Task goal: Copy the entries exactly, through the "pub struct CatalogClient" line.

Records to process:
Content starts

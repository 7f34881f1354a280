//! HTTP client for the catalog collaborator.
//!
//! Loads rooms and subjects concurrently, builds the occupancy board from
//! the resulting snapshot and keeps it in a short-lived cache:
//! 1. Serve from cache if the entry is still fresh
//! 2. Reject early while the circuit breaker is open
//! 3. Take the refresh lock and re-check the cache
//! 4. Fetch `/rooms` and `/subjects`, build the board, cache it

use super::cache::CatalogState;
use super::error::CatalogError;
use super::types::{Room, Snapshot, Subject};
use crate::config::CatalogConfig;
use crate::schedule::Board;
use rand::Rng;
use reqwest::Client;
use serde::de::DeserializeOwned;
use std::sync::Arc;
use std::time::{Duration, Instant};
use tracing::{debug, error, info, warn};
use url::Url;

const ROOMS_PATH: &str = "rooms";
const SUBJECTS_PATH: &str = "subjects";

/// Client for the catalog service that owns rooms, subjects and sections.
pub struct CatalogClient {
    client: Client,
    base_url: Url,
    state: Arc<CatalogState>,
}

impl CatalogClient {
    pub fn new(config: &CatalogConfig) -> Result<Self, CatalogError> {
        let mut base_url = Url::parse(&config.base_url)?;
        // `Url::join` drops the last segment unless the path ends with a slash
        if !base_url.path().ends_with('/') {
            let path = format!("{}/", base_url.path());
            base_url.set_path(&path);
        }

        let client = Client::builder()
            .connect_timeout(Duration::from_secs(5))
            .timeout(Duration::from_secs(config.timeout_secs))
            .build()
            .map_err(|e| CatalogError::Network {
                message: format!("Failed to build HTTP client: {}", e),
            })?;

        Ok(Self {
            client,
            base_url,
            state: Arc::new(CatalogState::with_ttl(Duration::from_secs(
                config.snapshot_ttl_secs,
            ))),
        })
    }

    /// Returns the current board, fetching a fresh snapshot when needed.
    ///
    /// # Arguments
    /// * `force_refresh` - If true, bypass the cache and fetch fresh data
    ///
    /// # Returns
    /// * `Ok(Arc<Board>)` - The board built from a successfully loaded snapshot
    /// * `Err(CatalogError)` - If either collaborator call fails; the board is
    ///   never silently replaced by an empty one
    pub async fn load_board(&self, force_refresh: bool) -> Result<Arc<Board>, CatalogError> {
        if !force_refresh {
            if let Some(board) = self.state.cache.get() {
                return Ok(board);
            }
        }

        let correlation_id = generate_correlation_id();

        if self.state.circuit_breaker.is_open() {
            warn!(
                correlation_id = %correlation_id,
                "Circuit breaker is open, rejecting catalog load"
            );
            return Err(CatalogError::CircuitBreakerOpen);
        }

        let _guard = self.state.refresh_lock.lock().await;

        // Another request may have refreshed while we waited
        if !force_refresh {
            if let Some(board) = self.state.cache.get() {
                debug!(
                    correlation_id = %correlation_id,
                    "Returning board refreshed by a concurrent request"
                );
                return Ok(board);
            }
        }

        let start = Instant::now();
        match self.fetch_snapshot(&correlation_id).await {
            Ok(snapshot) => {
                self.state.circuit_breaker.record_success();
                let board = Arc::new(Board::new(snapshot));
                self.state.cache.insert(board.clone());
                info!(
                    correlation_id = %correlation_id,
                    rooms = board.snapshot.rooms.len(),
                    subjects = board.snapshot.subjects.len(),
                    occupied_cells = board.index.len(),
                    fingerprint = %board.fingerprint,
                    duration_ms = start.elapsed().as_millis() as u64,
                    "Catalog snapshot loaded"
                );
                if board.index.is_empty() {
                    warn!(correlation_id = %correlation_id, "Catalog snapshot has no scheduled rooms");
                }
                Ok(board)
            }
            Err(e) => {
                if e.is_retryable() {
                    self.state.circuit_breaker.record_failure();
                }
                error!(
                    correlation_id = %correlation_id,
                    error = %e,
                    duration_ms = start.elapsed().as_millis() as u64,
                    "Catalog snapshot load failed"
                );
                Err(e)
            }
        }
    }

    /// Fetches rooms and subjects concurrently. Either failing fails the snapshot.
    pub async fn fetch_snapshot(&self, correlation_id: &str) -> Result<Snapshot, CatalogError> {
        let (rooms, subjects) = futures::try_join!(
            self.get_json::<Vec<Room>>(ROOMS_PATH, correlation_id),
            self.get_json::<Vec<Subject>>(SUBJECTS_PATH, correlation_id),
        )?;

        Ok(Snapshot {
            rooms,
            subjects,
            fetched_at: chrono::Utc::now(),
        })
    }

    async fn get_json<T: DeserializeOwned>(
        &self,
        endpoint: &str,
        correlation_id: &str,
    ) -> Result<T, CatalogError> {
        let url = self.base_url.join(endpoint)?;
        debug!(
            correlation_id = %correlation_id,
            url = %url,
            "Fetching from catalog"
        );

        let response = self.client.get(url).send().await?;
        let status = response.status();
        if !status.is_success() {
            return Err(CatalogError::UnexpectedStatus {
                endpoint: endpoint.to_string(),
                status: status.as_u16(),
            });
        }

        let body = response.text().await?;
        serde_json::from_str(&body).map_err(|e| CatalogError::Decode {
            endpoint: endpoint.to_string(),
            message: e.to_string(),
        })
    }

    /// Drops the cached board so the next load hits the catalog.
    pub fn invalidate(&self) {
        self.state.cache.invalidate();
    }

    pub fn state(&self) -> &CatalogState {
        &self.state
    }
}

/// Generates a unique correlation ID for request tracing.
fn generate_correlation_id() -> String {
    use std::time::{SystemTime, UNIX_EPOCH};
    let timestamp = SystemTime::now()
        .duration_since(UNIX_EPOCH)
        .unwrap_or_default()
        .as_micros();
    let random: u32 = rand::thread_rng().gen();
    format!("{:x}-{:08x}", timestamp & 0xFFFFFFFF, random)
}
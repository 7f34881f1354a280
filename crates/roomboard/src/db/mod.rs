/// Database module for pending schedule drafts

mod types;

pub use types::{DraftRecord, DraftStoreError};

use crate::catalog::ScheduleAssignment;
use crate::schedule::Draft;
use chrono::Utc;
use rusqlite::{Connection, OptionalExtension};
use std::sync::{Mutex, MutexGuard};
use types::DbDraft;

const SCHEMA_SQL: &str = include_str!("../../../../sql/init_drafts.sql");

pub struct DraftStore {
    db: Mutex<Connection>,
}

impl DraftStore {
    /// Opens the database at `db_path` and initializes the schema
    pub fn new(db_path: &str) -> Result<Self, DraftStoreError> {
        Self::with_connection(Connection::open(db_path)?)
    }

    #[cfg(test)]
    pub fn in_memory() -> Result<Self, DraftStoreError> {
        Self::with_connection(Connection::open_in_memory()?)
    }

    fn with_connection(conn: Connection) -> Result<Self, DraftStoreError> {
        conn.execute_batch(SCHEMA_SQL)?;
        Ok(Self {
            db: Mutex::new(conn),
        })
    }

    fn lock(&self) -> Result<MutexGuard<'_, Connection>, DraftStoreError> {
        self.db.lock().map_err(|_| DraftStoreError::Poisoned)
    }

    /// Stores a new draft and returns it with its assigned id
    pub fn create(&self, draft: &Draft) -> Result<DraftRecord, DraftStoreError> {
        let initial = serde_json::to_string(&draft.initial)?;
        let pending = serde_json::to_string(&draft.pending)?;
        let now = Utc::now();

        let db = self.lock()?;
        db.execute(
            "INSERT INTO drafts (section_id, initial_assignments, pending_assignments, created_at, updated_at)
             VALUES (?1, ?2, ?3, ?4, ?4)",
            (draft.section_id, initial, pending, now),
        )?;

        Ok(DraftRecord {
            draft_id: db.last_insert_rowid(),
            draft: draft.clone(),
            created_at: now,
            updated_at: now,
        })
    }

    pub fn get(&self, draft_id: i64) -> Result<Option<DraftRecord>, DraftStoreError> {
        let db = self.lock()?;
        let row = db
            .query_row(
                "SELECT draft_id, section_id, initial_assignments, pending_assignments,
                        created_at, updated_at
                 FROM drafts
                 WHERE draft_id = ?",
                [draft_id],
                |row| {
                    Ok(DbDraft {
                        draft_id: row.get(0)?,
                        section_id: row.get(1)?,
                        initial_assignments: row.get(2)?,
                        pending_assignments: row.get(3)?,
                        created_at: row.get(4)?,
                        updated_at: row.get(5)?,
                    })
                },
            )
            .optional()?;

        row.map(DraftRecord::try_from).transpose()
    }

    /// Replaces the pending list. Returns false if the draft doesn't exist
    pub fn save_pending(
        &self,
        draft_id: i64,
        pending: &[ScheduleAssignment],
    ) -> Result<bool, DraftStoreError> {
        let pending = serde_json::to_string(pending)?;
        let db = self.lock()?;
        let changed = db.execute(
            "UPDATE drafts SET pending_assignments = ?1, updated_at = ?2 WHERE draft_id = ?3",
            (pending, Utc::now(), draft_id),
        )?;
        Ok(changed > 0)
    }

    pub fn delete(&self, draft_id: i64) -> Result<bool, DraftStoreError> {
        let db = self.lock()?;
        let changed = db.execute("DELETE FROM drafts WHERE draft_id = ?", [draft_id])?;
        Ok(changed > 0)
    }
}
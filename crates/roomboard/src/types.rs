use crate::catalog::CatalogClient;
use crate::db::DraftStore;
use dashmap::DashMap;
use std::sync::Arc;

/// State shared by every request handler.
pub struct AppState {
    /// Catalog collaborator access and the cached occupancy board
    pub catalog: CatalogClient,
    /// Pending assignment lists
    pub drafts: DraftStore,
    /// Per-draft locks so read-modify-write cycles on one draft don't interleave
    pub draft_locks: DashMap<i64, Arc<tokio::sync::Mutex<()>>>,
}

impl AppState {
    pub fn new(catalog: CatalogClient, drafts: DraftStore) -> Self {
        Self {
            catalog,
            drafts,
            draft_locks: DashMap::new(),
        }
    }

    /// Gets or creates the lock for the given draft.
    pub fn draft_lock(&self, draft_id: i64) -> Arc<tokio::sync::Mutex<()>> {
        self.draft_locks
            .entry(draft_id)
            .or_insert_with(|| Arc::new(tokio::sync::Mutex::new(())))
            .clone()
    }

    pub fn forget_draft_lock(&self, draft_id: i64) {
        self.draft_locks.remove(&draft_id);
    }
}
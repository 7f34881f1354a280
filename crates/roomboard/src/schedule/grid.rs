/// Read-only rooms × blocks grid for one day
use super::blocks::{SystemBlock, SYSTEM_BLOCKS};
use super::occupancy::{Occupant, OccupancyIndex, RoomRef};
use crate::catalog::{Day, Room};
use serde::Serialize;

#[derive(Debug, Clone, Serialize)]
#[serde(rename_all = "camelCase")]
pub struct GridView {
    pub day: Day,
    pub rooms: Vec<Room>,
    pub rows: Vec<GridRow>,
}

#[derive(Debug, Clone, Serialize)]
pub struct GridRow {
    pub block: SystemBlock,
    /// One cell per room, in the same order as `GridView::rooms`
    pub cells: Vec<GridCell>,
}

#[derive(Debug, Clone, Default, Serialize)]
#[serde(rename_all = "camelCase")]
pub struct GridCell {
    pub occupants: Vec<Occupant>,
    pub conflict: bool,
    /// Hover text, absent for empty cells
    #[serde(skip_serializing_if = "Option::is_none")]
    pub detail: Option<String>,
}

impl GridCell {
    fn new(occupants: Vec<Occupant>, block: &SystemBlock) -> Self {
        if occupants.is_empty() {
            return Self::default();
        }

        let detail = occupants
            .iter()
            .map(|o| {
                format!(
                    "{} · Section {} · {} ({}-{})",
                    o.subject_name, o.section_number, o.instructor, block.start_time, block.end_time
                )
            })
            .collect::<Vec<_>>()
            .join("\n");

        Self {
            conflict: occupants.len() > 1,
            occupants,
            detail: Some(detail),
        }
    }

    pub fn is_empty(&self) -> bool {
        self.occupants.is_empty()
    }
}

impl GridView {
    /// Builds the grid for `day` with one row per system block and one column
    /// per room, keeping the catalog's room order.
    pub fn for_day(index: &OccupancyIndex, rooms: &[Room], day: Day) -> Self {
        let refs: Vec<RoomRef> = rooms.iter().map(RoomRef::of).collect();

        let rows = SYSTEM_BLOCKS
            .iter()
            .map(|block| GridRow {
                block: *block,
                cells: refs
                    .iter()
                    .map(|room| {
                        let occupants = index
                            .occupants(room, day, block.number)
                            .into_iter()
                            .cloned()
                            .collect();
                        GridCell::new(occupants, block)
                    })
                    .collect(),
            })
            .collect();

        Self {
            day,
            rooms: rooms.to_vec(),
            rows,
        }
    }

    pub fn occupied_cells(&self) -> usize {
        self.rows
            .iter()
            .flat_map(|row| &row.cells)
            .filter(|cell| !cell.is_empty())
            .count()
    }
}
/// The institution's fixed daily time blocks, shared by every room and day
use serde::Serialize;

#[derive(Debug, Clone, Copy, PartialEq, Eq, Serialize)]
#[serde(rename_all = "camelCase")]
pub struct SystemBlock {
    pub number: u8,
    pub start_time: &'static str,
    pub end_time: &'static str,
}

impl SystemBlock {
    const fn new(number: u8, start_time: &'static str, end_time: &'static str) -> Self {
        Self {
            number,
            start_time,
            end_time,
        }
    }
}

/// 40-minute blocks starting every 45 minutes from 08:00.
pub const SYSTEM_BLOCKS: [SystemBlock; 20] = [
    SystemBlock::new(1, "08:00", "08:40"),
    SystemBlock::new(2, "08:45", "09:25"),
    SystemBlock::new(3, "09:30", "10:10"),
    SystemBlock::new(4, "10:15", "10:55"),
    SystemBlock::new(5, "11:00", "11:40"),
    SystemBlock::new(6, "11:45", "12:25"),
    SystemBlock::new(7, "12:30", "13:10"),
    SystemBlock::new(8, "13:15", "13:55"),
    SystemBlock::new(9, "14:00", "14:40"),
    SystemBlock::new(10, "14:45", "15:25"),
    SystemBlock::new(11, "15:30", "16:10"),
    SystemBlock::new(12, "16:15", "16:55"),
    SystemBlock::new(13, "17:00", "17:40"),
    SystemBlock::new(14, "17:45", "18:25"),
    SystemBlock::new(15, "18:30", "19:10"),
    SystemBlock::new(16, "19:15", "19:55"),
    SystemBlock::new(17, "20:00", "20:40"),
    SystemBlock::new(18, "20:45", "21:25"),
    SystemBlock::new(19, "21:30", "22:10"),
    SystemBlock::new(20, "22:15", "22:55"),
];

/// Looks up a system block by its number.
pub fn find_block(number: u8) -> Option<&'static SystemBlock> {
    SYSTEM_BLOCKS.iter().find(|b| b.number == number)
}
use crate::message::NotifyMessage;
use crate::notifier::{Notifier, NotifyResult};
use anyhow::Result;
use async_trait::async_trait;
use serde::{Deserialize, Serialize};
use serde_json::{json, Value};
use std::collections::HashMap;
use std::time::Duration;
use tracing::debug;

/// 通用 Webhook（告警转发到自建服务）
#[derive(Debug, Clone, PartialEq, Serialize, Deserialize)]
pub struct WebhookConfig {
    pub url: String,

    /// 附加请求头，例如鉴权 token
    #[serde(default)]
    pub headers: HashMap<String, String>,

    #[serde(default = "default_timeout_secs")]
    pub timeout_secs: u64,
}

fn default_timeout_secs() -> u64 {
    10
}

pub struct WebhookNotifier {
    config: WebhookConfig,
    client: reqwest::Client,
}

impl WebhookNotifier {
    pub fn new(config: WebhookConfig) -> Self {
        let client = reqwest::Client::builder()
            .timeout(Duration::from_secs(config.timeout_secs))
            .build()
            .unwrap_or_default();
        Self { config, client }
    }

    fn payload(message: &NotifyMessage) -> Value {
        json!({
            "level": message.level,
            "title": message.title,
            "text": message.render_plain(),
            "channel": message.source,
            "timestamp": message.timestamp.timestamp(),
        })
    }
}

#[async_trait]
impl Notifier for WebhookNotifier {
    async fn send(&self, message: &NotifyMessage) -> Result<NotifyResult> {
        let request = self
            .config
            .headers
            .iter()
            .fold(self.client.post(&self.config.url), |req, (k, v)| req.header(k, v));

        let response = request.json(&Self::payload(message)).send().await?;
        let status = response.status();
        if status.is_success() {
            debug!(url = %self.config.url, "Webhook delivered");
            return Ok(NotifyResult::success());
        }

        let body = response.text().await.unwrap_or_default();
        Ok(NotifyResult::failure(format!("webhook returned {}: {}", status, body.trim())))
    }

    fn name(&self) -> &str {
        "webhook"
    }
}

Content ends

Exercise result:
repository 7f34881f1354a280
//! HTTP client for the catalog collaborator.
//!
//! Loads rooms and subjects concurrently, builds the occupancy board from
//! the resulting snapshot and keeps it in a short-lived cache:
//! 1. Serve from cache if the entry is still fresh
//! 2. Reject early while the circuit breaker is open
//! 3. Take the refresh lock and re-check the cache
//! 4. Fetch `/rooms` and `/subjects`, build the board, cache it

use super::cache::CatalogState;
use super::error::CatalogError;
use super::types::{Room, Snapshot, Subject};
use crate::config::CatalogConfig;
use crate::schedule::Board;
use rand::Rng;
use reqwest::Client;
use serde::de::DeserializeOwned;
use std::sync::Arc;
use std::time::{Duration, Instant};
use tracing::{debug, error, info, warn};
use url::Url;

const ROOMS_PATH: &str = "rooms";
const SUBJECTS_PATH: &str = "subjects";

/// Client for the catalog service that owns rooms, subjects and sections.
pub struct CatalogClient {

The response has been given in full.